The Larssons' acquisition of Spadarvet, which adjoined Carl and Karin's country cottage Lilla Hyttnas in Sundborn, reinforced their affection for Sweden, its land and the peasant culture that they prized so highly. On the farm they kept a small herd of cows, and two horses, and their land and livestock provided the family with milk, eggs, meat and timber.

Carl Larsson's love of the countryside had first been awakened during his time in Grèz-sur-Loing, near Fontainebleau in France in the early 1880s, where he and Karin had met. He announced to his early Swedish patron Pontus Fürstenberg from Grèz: 'I've now opened my arms to Nature, no matter how simple it may be. The rutting, spawning earth is henceforth to be the subject of my painting.' (quoted by Görel Cavalli-Björkman in Carl Larsson, The Brooklyn Museum, exh. cat., 1982-83, p. 27).

Larsson selected the present image as an illustration in his book Larssons.
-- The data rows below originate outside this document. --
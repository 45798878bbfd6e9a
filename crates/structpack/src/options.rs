//! Per-call configuration threaded through every pack/unpack.

use std::{collections::BTreeMap, fmt, str::FromStr};

use crate::{errors::Error, value::Value};

/// Text encoding used by `string` and `cstring` at the byte boundary.
#[derive(Debug, Clone, Copy, PartialEq, Eq, Default)]
pub enum Encoding {
    /// UTF-8. Any valid UTF-8 byte sequence is accepted.
    #[default]
    Utf8,
    /// ASCII. Every byte must be in 0..=0x7F.
    Ascii,
}

impl Encoding {
    pub fn encode(self, text: &str) -> Result<Vec<u8>, Error> {
        match self {
            Encoding::Utf8 => Ok(text.as_bytes().to_vec()),
            Encoding::Ascii => {
                if !text.is_ascii() {
                    return Err(Error::InvalidEncoding(self));
                }
                Ok(text.as_bytes().to_vec())
            }
        }
    }

    pub fn decode(self, bytes: &[u8]) -> Result<String, Error> {
        if self == Encoding::Ascii && !bytes.is_ascii() {
            return Err(Error::InvalidEncoding(self));
        }

        String::from_utf8(bytes.to_vec()).map_err(|_| Error::InvalidEncoding(self))
    }
}

impl fmt::Display for Encoding {
    fn fmt(&self, f: &mut fmt::Formatter<'_>) -> fmt::Result {
        match self {
            Encoding::Utf8 => f.write_str("utf-8"),
            Encoding::Ascii => f.write_str("ascii"),
        }
    }
}

impl FromStr for Encoding {
    type Err = Error;

    fn from_str(s: &str) -> Result<Self, Self::Err> {
        match s.to_ascii_lowercase().as_str() {
            "utf-8" | "utf8" => Ok(Encoding::Utf8),
            "ascii" | "us-ascii" => Ok(Encoding::Ascii),
            other => Err(Error::invalid("encoding", format!("unsupported `{other}`"))),
        }
    }
}

/// Options for one pack/unpack call.
///
/// The registry keeps a process-wide default copy; see
/// [`Registry::set_default_options`](crate::registry::Registry::set_default_options).
#[derive(Debug, Clone, PartialEq)]
pub struct Options {
    /// Byte order of multi-byte numbers. Defaults to little-endian.
    pub little_endian: bool,
    /// Text encoding for strings.
    pub encoding: Encoding,
    /// Free-form flags read by extension schemas.
    pub flags: BTreeMap<String, Value>,
}

impl Default for Options {
    fn default() -> Self {
        Self {
            little_endian: true,
            encoding: Encoding::Utf8,
            flags: BTreeMap::new(),
        }
    }
}

impl Options {
    pub fn little_endian() -> Self {
        Self::default()
    }

    pub fn big_endian() -> Self {
        Self {
            little_endian: false,
            ..Default::default()
        }
    }

    pub fn set_little_endian(&mut self, little_endian: bool) -> &mut Self {
        self.little_endian = little_endian;
        self
    }

    pub fn set_encoding(&mut self, encoding: Encoding) -> &mut Self {
        self.encoding = encoding;
        self
    }

    pub fn set_flag(&mut self, name: impl Into<String>, value: impl Into<Value>) -> &mut Self {
        self.flags.insert(name.into(), value.into());
        self
    }

    pub fn flag(&self, name: &str) -> Option<&Value> {
        self.flags.get(name)
    }

    /// Applies caller overrides on top of these options. Fields left unset in
    /// `overrides` keep their current value; flags are merged key by key.
    pub fn merged(&self, overrides: &OptionsDef) -> Result<Options, Error> {
        let mut options = self.clone();
        if let Some(little_endian) = overrides.little_endian {
            options.little_endian = little_endian;
        }
        if let Some(encoding) = &overrides.encoding {
            options.encoding = encoding.parse()?;
        }
        for (name, value) in &overrides.flags {
            options.flags.insert(name.clone(), value.clone());
        }

        Ok(options)
    }
}

/// Partial options as supplied by a caller or a config file.
#[derive(Debug, Clone, Default, PartialEq)]
#[cfg_attr(
    feature = "serde",
    derive(serde::Deserialize, serde::Serialize),
    serde(default, rename_all = "camelCase")
)]
pub struct OptionsDef {
    /// Overrides [`Options::little_endian`] when set.
    pub little_endian: Option<bool>,
    /// Encoding name such as `"utf-8"` or `"ascii"`.
    pub encoding: Option<String>,
    /// Extra extension flags.
    pub flags: BTreeMap<String, Value>,
}

#[cfg(test)]
mod tests {
    use super::*;

    #[test]
    fn test_defaults() {
        let options = Options::default();
        assert!(options.little_endian);
        assert_eq!(options.encoding, Encoding::Utf8);
        assert!(options.flags.is_empty());
    }

    #[test]
    fn test_merged_keeps_unset_fields() {
        let base = Options::big_endian();
        let merged = base
            .merged(&OptionsDef {
                encoding: Some("ASCII".to_string()),
                ..Default::default()
            })
            .unwrap();
        assert!(!merged.little_endian);
        assert_eq!(merged.encoding, Encoding::Ascii);
    }

    #[test]
    fn test_merged_rejects_unknown_encoding() {
        let err = Options::default()
            .merged(&OptionsDef {
                encoding: Some("ebcdic".to_string()),
                ..Default::default()
            })
            .unwrap_err();
        assert!(matches!(err, Error::InvalidArgument { .. }));
    }

    #[test]
    fn test_ascii_round() {
        assert_eq!(Encoding::Ascii.encode("abc").unwrap(), b"abc".to_vec());
        assert_eq!(
            Encoding::Ascii.encode("héllo").unwrap_err(),
            Error::InvalidEncoding(Encoding::Ascii)
        );
        assert_eq!(
            Encoding::Ascii.decode(&[0x61, 0xff]).unwrap_err(),
            Error::InvalidEncoding(Encoding::Ascii)
        );
        assert_eq!(Encoding::Utf8.decode("你好".as_bytes()).unwrap(), "你好");
    }

    #[cfg(feature = "serde")]
    #[test]
    fn test_options_def_from_json() {
        let def: OptionsDef =
            serde_json::from_str(r#"{ "littleEndian": false, "flags": { "browser": 1 } }"#)
                .unwrap();
        let options = Options::default().merged(&def).unwrap();
        assert!(!options.little_endian);
        assert_eq!(options.flag("browser"), Some(&Value::Int(1)));
    }
}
Larsson's scenes based on the pleasures of family life had first been published in De Mina (My Loved Ones), in 1895. Although the enterprise did not meet with immediate commercial success, Larsson's publisher Karl Otto Bonnier persuaded the artist to develop the project by illustrating Ett hem (At Home), which he published in 1899. The success of that endeavour then precipitated its larger sequel, Larssons in which the present work was illustrated. Published as a deluxe edition, the book features thirty-two colour plates, and was printed in preparation for Christmas 1902.

Describing the source of inspiration for the watercolour in Larssons, Larsson wrote: '...[Anders] Zorn asked me once whether I could think of anything more beautiful than a Swedish blossoming meadow. I am still contemplating the answer.' (quoted in Neergaard, vol. II, 1999, p. 77). Of the model for the present work, Larsson's two-year-old daughter Kersti, he wrote in Larssons that she was the kindest child he knew, that it would be inconceivable to imagine someone nicer, and that she was always happy and jolly.

The present work is one of a series of watercolours of a similar scale and format that Larsson completed in the late 1890s depicting a single child cocooned in nature. As well as Kersti, Larsson's fifth child Brita, born in 1893, also made an appearance in this group of works.